Comme tant d’autres, mon cœur s’est mis à grossir, il a les poings obèses. Un encéphale bourré de chagrin et des malles de colporteur portées le long des oreillettes, bijoux formidables. Comme tant, le cœur mien se prend pour l’unique, imposant et impérieux. C’est le cœur tyran d’un corps servile. Il pompe à tour de force la vie, manivelle, réa, derrick. Tout est bon pour exploiter le gras de mes muscles et les tissus mous de mon crâne. Le cœur dominant combat à coups de cornes tout autre cœur qui franchit son domaine. Mon cœur gros ne tolère aucune dépense gratuite, il est sans partage. C’est un cœur prétentieux nourri d’exigences.

J’ai ainsi le privilège des malheurs et des tristesses, je suis d’une race exclusive, au royaume des plaintifs, personne ne peut me dépasser. Je suis le meilleur de la douleur, le meilleur de la morosité, le meilleur du pire. Je suis ce cœur énorme, qui interpelle les autres pompes, ces modérés du geste, ces pense-petit, ces pharisiens pingres, comptant leurs avoirs avant que d’en écorner pour moi une part infime.

Croyez-moi, avoir au centre de sa cage un tel fauve rugissant, apporte bien des avantages. On n’imagine pas combien la compassion est alors facile à lever, combien nombreux sont les bénévoles prêts à vous donner heures et écoute, comment certains s’offrent à votre aide comme ils marcheraient à genoux sur les dalles des pèlerinages, rien qu’au bruit de votre lamentation.

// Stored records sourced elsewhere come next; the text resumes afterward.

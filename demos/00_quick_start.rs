/// quick start - minimal example to get started
use mortgage_balance_rs::chrono::NaiveDate;
use mortgage_balance_rs::{DailyBalanceEngine, LoanConfiguration, Money, PaymentRecord, Rate};

fn main() -> Result<(), Box<dyn std::error::Error>> {
    // a £300,000 mortgage at 3.5% fixed over 25 years
    let config = LoanConfiguration::builder()
        .principal(Money::from_major(300_000))
        .fixed_rate(Rate::from_bps(350))
        .start_date(NaiveDate::from_ymd_opt(2024, 1, 1).ok_or("bad date")?)
        .tenure_years(25)
        .build()?;

    let on = |y, m, d| NaiveDate::from_ymd_opt(y, m, d).ok_or("bad date");
    let payments = vec![
        PaymentRecord::new(on(2024, 12, 16)?, "2350.98".parse()?),
        PaymentRecord::new(on(2025, 1, 2)?, "1691.02".parse()?),
    ];

    let schedule = DailyBalanceEngine::compute(&config, &payments)?;

    // print the headline figures
    println!("{}", serde_json::to_string_pretty(&schedule.summary())?);

    Ok(())
}
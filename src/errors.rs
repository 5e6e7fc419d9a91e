use thiserror::Error;

#[derive(Error, Debug)]
pub enum MortgageError {
    #[error("invalid configuration: {message}")]
    InvalidConfiguration {
        message: String,
    },

    #[error("invalid payment schedule: {message}")]
    InvalidPaymentSchedule {
        message: String,
    },

    #[error("date arithmetic error: {message}")]
    DateArithmetic {
        message: String,
    },

    #[error("invalid record on line {line}: {message}")]
    InvalidRecord {
        line: u64,
        message: String,
    },

    #[error("csv error: {0}")]
    Csv(#[from] csv::Error),

    #[error("io error: {0}")]
    Io(#[from] std::io::Error),

    #[error("json error: {0}")]
    Json(#[from] serde_json::Error),
}

impl MortgageError {
    pub fn configuration(message: impl Into<String>) -> Self {
        MortgageError::InvalidConfiguration { message: message.into() }
    }

    pub fn schedule(message: impl Into<String>) -> Self {
        MortgageError::InvalidPaymentSchedule { message: message.into() }
    }

    pub fn date_arithmetic(message: impl Into<String>) -> Self {
        MortgageError::DateArithmetic { message: message.into() }
    }
}

pub type Result<T> = std::result::Result<T, MortgageError>;
use chrono::{Datelike, NaiveDate};
use serde::{Deserialize, Serialize};

use crate::decimal::{Money, Rate};

/// days in the accrual year under the default convention
pub const DAYS_IN_YEAR: u32 = 365;

/// day count convention for converting an annual rate into a daily one
#[derive(Debug, Clone, Copy, PartialEq, Eq, Default, Serialize, Deserialize)]
pub enum DayCountConvention {
    /// annual rate / 365 on every day, leap years included
    #[default]
    Actual365,
    /// annual rate / actual days in the accrual day's year
    ActualActual,
}

/// engine for accruing interest one day at a time
#[derive(Debug, Clone, Copy)]
pub struct AccrualEngine {
    pub convention: DayCountConvention,
}

impl AccrualEngine {
    pub fn new(convention: DayCountConvention) -> Self {
        Self { convention }
    }

    /// get year basis for the convention
    pub fn year_basis(&self, year: i32) -> u32 {
        match self.convention {
            DayCountConvention::Actual365 => DAYS_IN_YEAR,
            DayCountConvention::ActualActual => {
                if is_leap_year(year) { 366 } else { 365 }
            }
        }
    }

    /// daily rate applied on `date`
    pub fn daily_rate(&self, annual_rate: Rate, date: NaiveDate) -> Rate {
        annual_rate.per_day(self.year_basis(date.year()))
    }

    /// interest accrued on `balance` for the single day `date`
    pub fn daily_interest(&self, balance: Money, annual_rate: Rate, date: NaiveDate) -> Money {
        balance.interest_at(self.daily_rate(annual_rate, date))
    }

    /// interest accrued over `days` consecutive days starting at `from`,
    /// each day's interest joining the balance before the next day accrues
    pub fn compounded_interest<F>(
        &self,
        balance: Money,
        from: NaiveDate,
        days: u32,
        rate_on: F,
    ) -> Money
    where
        F: Fn(NaiveDate) -> Rate,
    {
        let mut running = balance;
        let mut date = from;
        for _ in 0..days {
            running += self.daily_interest(running, rate_on(date), date);
            match date.succ_opt() {
                Some(next) => date = next,
                None => break,
            }
        }
        running - balance
    }
}

/// check if year is a leap year
fn is_leap_year(year: i32) -> bool {
    (year % 4 == 0 && year % 100 != 0) || (year % 400 == 0)
}

#[cfg(test)]
mod tests {
    use super::*;
    use rust_decimal_macros::dec;

    fn date(y: i32, m: u32, d: u32) -> NaiveDate {
        NaiveDate::from_ymd_opt(y, m, d).unwrap()
    }

    #[test]
    fn test_leap_year() {
        assert!(is_leap_year(2024));
        assert!(!is_leap_year(2023));
        assert!(is_leap_year(2000));
        assert!(!is_leap_year(1900));
    }

    #[test]
    fn test_year_basis() {
        let fixed = AccrualEngine::new(DayCountConvention::Actual365);
        let actual = AccrualEngine::new(DayCountConvention::ActualActual);

        assert_eq!(fixed.year_basis(2024), 365);
        assert_eq!(actual.year_basis(2024), 366);
        assert_eq!(actual.year_basis(2025), 365);
    }

    #[test]
    fn test_daily_interest() {
        let engine = AccrualEngine::new(DayCountConvention::Actual365);
        let principal = Money::from_major(300_000);
        let rate = Rate::from_percent(dec!(3.5));

        // 300000 * 0.035 / 365
        let interest = engine.daily_interest(principal, rate, date(2024, 1, 1));
        assert_eq!(interest.round_dp(2), Money::from_str_exact("28.77").unwrap());
    }

    #[test]
    fn test_leap_year_daily_rate() {
        let engine = AccrualEngine::new(DayCountConvention::ActualActual);
        let rate = Rate::from_percentage(5);

        let expected = Rate::from_decimal(rate.as_decimal() / dec!(366));
        assert_eq!(engine.daily_rate(rate, date(2024, 2, 29)), expected);
    }

    #[test]
    fn test_compounded_interest_matches_repeated_daily() {
        let engine = AccrualEngine::new(DayCountConvention::Actual365);
        let rate = Rate::from_percent(dec!(4.55));
        let start = date(2024, 11, 15);

        let mut balance = Money::from_major(331_794);
        let mut day = start;
        for _ in 0..31 {
            balance += engine.daily_interest(balance, rate, day);
            day = day.succ_opt().unwrap();
        }

        let interest = engine.compounded_interest(Money::from_major(331_794), start, 31, |_| rate);
        assert_eq!(Money::from_major(331_794) + interest, balance);
    }

    #[test]
    fn test_zero_days_accrue_nothing() {
        let engine = AccrualEngine::new(DayCountConvention::Actual365);
        let interest = engine.compounded_interest(
            Money::from_major(1_000),
            date(2024, 1, 1),
            0,
            |_| Rate::from_percentage(5),
        );
        assert_eq!(interest, Money::ZERO);
    }
}
use chrono::{Months, NaiveDate};
use rust_decimal::Decimal;
use serde::{Deserialize, Serialize};

use crate::config::LoanConfiguration;
use crate::decimal::{Money, Rate};
use crate::errors::{MortgageError, Result};
use crate::types::RateType;

/// one month of a repayment schedule
#[derive(Debug, Clone, PartialEq, Eq, Serialize, Deserialize)]
pub struct ScheduledPayment {
    pub month: u32,
    pub payment_date: NaiveDate,
    pub rate: Rate,
    pub rate_type: RateType,
    pub payment: Money,
    pub interest: Money,
    pub principal: Money,
    pub paid_to_date: Money,
    pub interest_to_date: Money,
    pub principal_to_date: Money,
    pub balance: Money,
    /// share of the loan repaid so far
    pub equity: Decimal,
}

/// monthly repayment schedule over the full tenure
#[derive(Debug, Clone)]
pub struct AmortizationSchedule {
    pub principal: Money,
    pub start_date: NaiveDate,
    pub term_months: u32,
    pub payments: Vec<ScheduledPayment>,
    pub total_interest: Money,
    pub total_payment: Money,
}

impl AmortizationSchedule {
    /// generate the contractual schedule for a loan
    ///
    /// The payment is sized on the principal over the whole term. When a
    /// variable period follows a fixed one, the payment is resized on the
    /// remaining balance over the remaining months.
    pub fn generate(config: &LoanConfiguration) -> Result<Self> {
        config.validate()?;
        let periods = RatePeriods::from_config(config);
        let mut ledger = ScheduleLedger::new(config.principal, config.start_date);

        let mut balance = config.principal;
        let mut payment = Money::ZERO;

        for month in 1..=periods.tenure_months {
            let (rate, rate_type) = periods.rate_for_month(month);
            if let Some(remaining) = periods.period_starting(month) {
                payment = calculate_monthly_payment(balance, rate, remaining);
                log::debug!(
                    "month {}: {} payment {} over {} months",
                    month,
                    rate_type,
                    payment,
                    remaining
                );
            }

            let interest = balance.interest_at(rate.monthly_rate());
            balance -= payment - interest;
            ledger.record(month, rate, rate_type, payment, interest, balance)?;
        }

        // fold rounding residue into the last payment
        if let Some(last) = ledger.rows.last_mut() {
            if last.balance.is_positive() && last.balance < Money::ONE {
                last.principal += last.balance;
                last.payment += last.balance;
                last.paid_to_date += last.balance;
                last.principal_to_date += last.balance;
                last.balance = Money::ZERO;
            }
        }

        Ok(ledger.into_schedule(periods.tenure_months))
    }

    /// get payment for a 1-based month
    pub fn get_payment(&self, month: u32) -> Option<&ScheduledPayment> {
        month
            .checked_sub(1)
            .and_then(|index| self.payments.get(index as usize))
    }

    /// remaining balance after the given month
    pub fn balance_after_payment(&self, month: u32) -> Money {
        self.get_payment(month)
            .map(|p| p.balance)
            .unwrap_or(self.principal)
    }

    /// contractual payment in the first month
    pub fn initial_payment(&self) -> Money {
        self.payments
            .first()
            .map(|p| p.payment)
            .unwrap_or(Money::ZERO)
    }

    pub fn final_balance(&self) -> Money {
        self.payments
            .last()
            .map(|p| p.balance)
            .unwrap_or(self.principal)
    }

    /// total repaid per unit borrowed, to 2 dp
    pub fn repayment_ratio(&self) -> Option<Decimal> {
        self.total_payment
            .ratio_to(self.principal)
            .map(|ratio| ratio.round_dp(2))
    }
}

/// level monthly payment that clears `principal` over `months`
///
/// EMI = P * r * (1 + r)^n / ((1 + r)^n - 1) with r the monthly rate;
/// a zero rate falls back to equal principal instalments.
pub fn calculate_monthly_payment(principal: Money, annual_rate: Rate, months: u32) -> Money {
    if months == 0 {
        return principal;
    }

    let r = annual_rate.monthly_rate().as_decimal();

    if r.is_zero() {
        return principal / Decimal::from(months);
    }

    let mut compound = Decimal::ONE;
    let base = Decimal::ONE + r;
    for _ in 0..months {
        compound *= base;
    }

    let numerator = principal.as_decimal() * r * compound;
    let denominator = compound - Decimal::ONE;

    Money::from_decimal(numerator / denominator)
}

/// fixed months first, then variable for the rest of the term
#[derive(Debug, Clone, Copy)]
pub(crate) struct RatePeriods {
    fixed: Rate,
    variable: Rate,
    pub(crate) fixed_months: u32,
    pub(crate) tenure_months: u32,
}

impl RatePeriods {
    pub(crate) fn from_config(config: &LoanConfiguration) -> Self {
        let fixed = config.fixed_rate.unwrap_or(Rate::ZERO);
        Self {
            fixed,
            variable: config.variable_rate.unwrap_or(fixed),
            fixed_months: config.fixed_months().min(config.tenure_months()),
            tenure_months: config.tenure_months(),
        }
    }

    /// months past the term keep the rate of the final period
    pub(crate) fn rate_for_month(&self, month: u32) -> (Rate, RateType) {
        if month <= self.fixed_months || self.fixed_months >= self.tenure_months {
            (self.fixed, RateType::Fixed)
        } else {
            (self.variable, RateType::Variable)
        }
    }

    /// months left in the term when a rate period begins at `month`
    pub(crate) fn period_starting(&self, month: u32) -> Option<u32> {
        let switches = self.fixed_months > 0 && self.fixed_months < self.tenure_months;
        if month == 1 || (switches && month == self.fixed_months + 1) {
            Some(self.tenure_months.saturating_sub(month - 1))
        } else {
            None
        }
    }
}

/// accumulates rows and running totals for a monthly schedule
#[derive(Debug)]
pub(crate) struct ScheduleLedger {
    principal: Money,
    start_date: NaiveDate,
    pub(crate) rows: Vec<ScheduledPayment>,
    paid: Money,
    interest: Money,
    repaid: Money,
}

impl ScheduleLedger {
    pub(crate) fn new(principal: Money, start_date: NaiveDate) -> Self {
        Self {
            principal,
            start_date,
            rows: Vec::new(),
            paid: Money::ZERO,
            interest: Money::ZERO,
            repaid: Money::ZERO,
        }
    }

    pub(crate) fn record(
        &mut self,
        month: u32,
        rate: Rate,
        rate_type: RateType,
        payment: Money,
        interest: Money,
        balance: Money,
    ) -> Result<()> {
        let payment_date = self
            .start_date
            .checked_add_months(Months::new(month))
            .ok_or_else(|| {
                MortgageError::date_arithmetic(format!(
                    "{} plus {} months is out of range",
                    self.start_date, month
                ))
            })?;
        let principal = payment - interest;

        self.paid += payment;
        self.interest += interest;
        self.repaid += principal;

        self.rows.push(ScheduledPayment {
            month,
            payment_date,
            rate,
            rate_type,
            payment,
            interest,
            principal,
            paid_to_date: self.paid,
            interest_to_date: self.interest,
            principal_to_date: self.repaid,
            balance: balance.max(Money::ZERO),
            equity: self.repaid.ratio_to(self.principal).unwrap_or(Decimal::ZERO),
        });

        Ok(())
    }

    pub(crate) fn into_schedule(self, term_months: u32) -> AmortizationSchedule {
        let total_interest = self.rows.iter().map(|p| p.interest).sum();
        let total_payment = self.rows.iter().map(|p| p.payment).sum();

        AmortizationSchedule {
            principal: self.principal,
            start_date: self.start_date,
            term_months,
            payments: self.rows,
            total_interest,
            total_payment,
        }
    }
}

#[cfg(test)]
mod tests {
    use super::*;
    use rust_decimal_macros::dec;

    fn date(y: i32, m: u32, d: u32) -> NaiveDate {
        NaiveDate::from_ymd_opt(y, m, d).unwrap()
    }

    fn fixed_config(principal: i64, rate: Decimal, years: u32) -> LoanConfiguration {
        LoanConfiguration::builder()
            .principal(Money::from_major(principal))
            .fixed_rate(Rate::from_percent(rate))
            .start_date(date(2024, 1, 1))
            .tenure_years(years)
            .build()
            .unwrap()
    }

    #[test]
    fn test_monthly_payment() {
        let emi =
            calculate_monthly_payment(Money::from_major(100_000), Rate::from_percentage(12), 12);
        assert_eq!(emi.to_pence(), Money::from_str_exact("8884.88").unwrap());

        let emi =
            calculate_monthly_payment(Money::from_major(200_000), Rate::from_percentage(6), 360);
        assert_eq!(emi.to_pence(), Money::from_str_exact("1199.10").unwrap());
    }

    #[test]
    fn test_zero_rate_is_straight_line() {
        let emi = calculate_monthly_payment(Money::from_major(120_000), Rate::ZERO, 120);
        assert_eq!(emi, Money::from_major(1_000));
    }

    #[test]
    fn test_fixed_schedule_reaches_zero() {
        let schedule = AmortizationSchedule::generate(&fixed_config(200_000, dec!(6), 30)).unwrap();

        assert_eq!(schedule.payments.len(), 360);
        assert_eq!(schedule.final_balance(), Money::ZERO);
        assert_eq!(
            schedule.initial_payment().to_pence(),
            Money::from_str_exact("1199.10").unwrap()
        );

        let first = schedule.get_payment(1).unwrap();
        assert_eq!(first.payment_date, date(2024, 2, 1));
        assert_eq!(first.interest, Money::from_major(1_000));
        assert_eq!(first.rate_type, RateType::Fixed);

        let last = schedule.get_payment(360).unwrap();
        assert_eq!(last.payment_date, date(2054, 1, 1));
        assert!((last.equity - Decimal::ONE).abs() < dec!(0.000001));
        assert!((last.principal_to_date - schedule.principal).abs() < Money::PENNY);
        assert_eq!(schedule.total_payment, last.paid_to_date);
        assert!(schedule.get_payment(0).is_none());
    }

    #[test]
    fn test_interest_declines_each_month() {
        let schedule = AmortizationSchedule::generate(&fixed_config(100_000, dec!(12), 1)).unwrap();
        for pair in schedule.payments.windows(2) {
            assert!(pair[1].interest < pair[0].interest);
        }
        assert_eq!(schedule.repayment_ratio(), Some(dec!(1.07)));
    }

    #[test]
    fn test_variable_period_resizes_payment() {
        let config = LoanConfiguration::builder()
            .principal(Money::from_major(200_000))
            .fixed_rate(Rate::from_percentage(6))
            .variable_rate(Rate::from_percentage(8))
            .fixed_tenure_years(2)
            .start_date(date(2024, 1, 1))
            .tenure_years(30)
            .build()
            .unwrap();

        let schedule = AmortizationSchedule::generate(&config).unwrap();
        let fixed_payment = schedule.initial_payment();

        for payment in &schedule.payments[..24] {
            assert_eq!(payment.rate_type, RateType::Fixed);
            assert_eq!(payment.payment, fixed_payment);
        }

        let switch = schedule.get_payment(25).unwrap();
        let expected = calculate_monthly_payment(
            schedule.balance_after_payment(24),
            Rate::from_percentage(8),
            336,
        );
        assert_eq!(switch.rate_type, RateType::Variable);
        assert_eq!(switch.rate, Rate::from_percentage(8));
        assert_eq!(switch.payment, expected);
        assert!(switch.payment > fixed_payment);
        assert_eq!(schedule.final_balance(), Money::ZERO);
    }

    #[test]
    fn test_variable_only_loan() {
        let config = LoanConfiguration::builder()
            .principal(Money::from_major(100_000))
            .variable_rate(Rate::from_percentage(5))
            .start_date(date(2024, 1, 1))
            .tenure_years(10)
            .build()
            .unwrap();

        let schedule = AmortizationSchedule::generate(&config).unwrap();
        assert!(schedule.payments.iter().all(|p| p.rate_type == RateType::Variable));
        assert_eq!(schedule.final_balance(), Money::ZERO);
    }
}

Je me plains, je renouvelle régulièrement mon répertoire. Me plains de mon corps embouti de souffrances, des gens qui me regardent de travers, de ceux qui ne me regardent pas. Je me plains de devoir me plaindre. Je fais payer à mes alentours l’injustice qui m’a été faite.

Dans la gare ce jour, je suis massivement assise dans le self-service café croissanterie. Je parle fort. Mon cœur en a besoin : il vient de tirer au comptoir des oxygènes, une bonbonne de 100 litres de bon air. Va-t-on me servir oui ? Ne voit-on pas que c’est la moindre des choses ! Je prends à témoin les voyageurs mais j’ai beau marmonner, élever les décibels, personne ne bouge. Ni les employés du bar, ni les clients qui m’entourent. Y-a-t-il encore des âmes parmi nous ? Ne suis-je plus à plaindre, que ne se jette-t-on à mon service ? J’ai le cœur obèse. Ce n’est pas une vie. Et ce petit malingre, qui me regarde en souriant, qui tape sur son ordi en me dévisageant, finira-t-il par avoir honte de ne pas m’être serviable ?

Parfois, on croise sur son chemin de ces gens visiblement déshérités par la vie mais qui ont dans leurs attitudes un quelque chose d’imprécis, qui révèle en vous le pire ! La froideur.

Détestant le monde, ils soulèvent en vous la même aversion à leur endroit. Je ne sais pourquoi, vous ne retenez d’eux que ça : vous n’avez pas réussi à les aimer.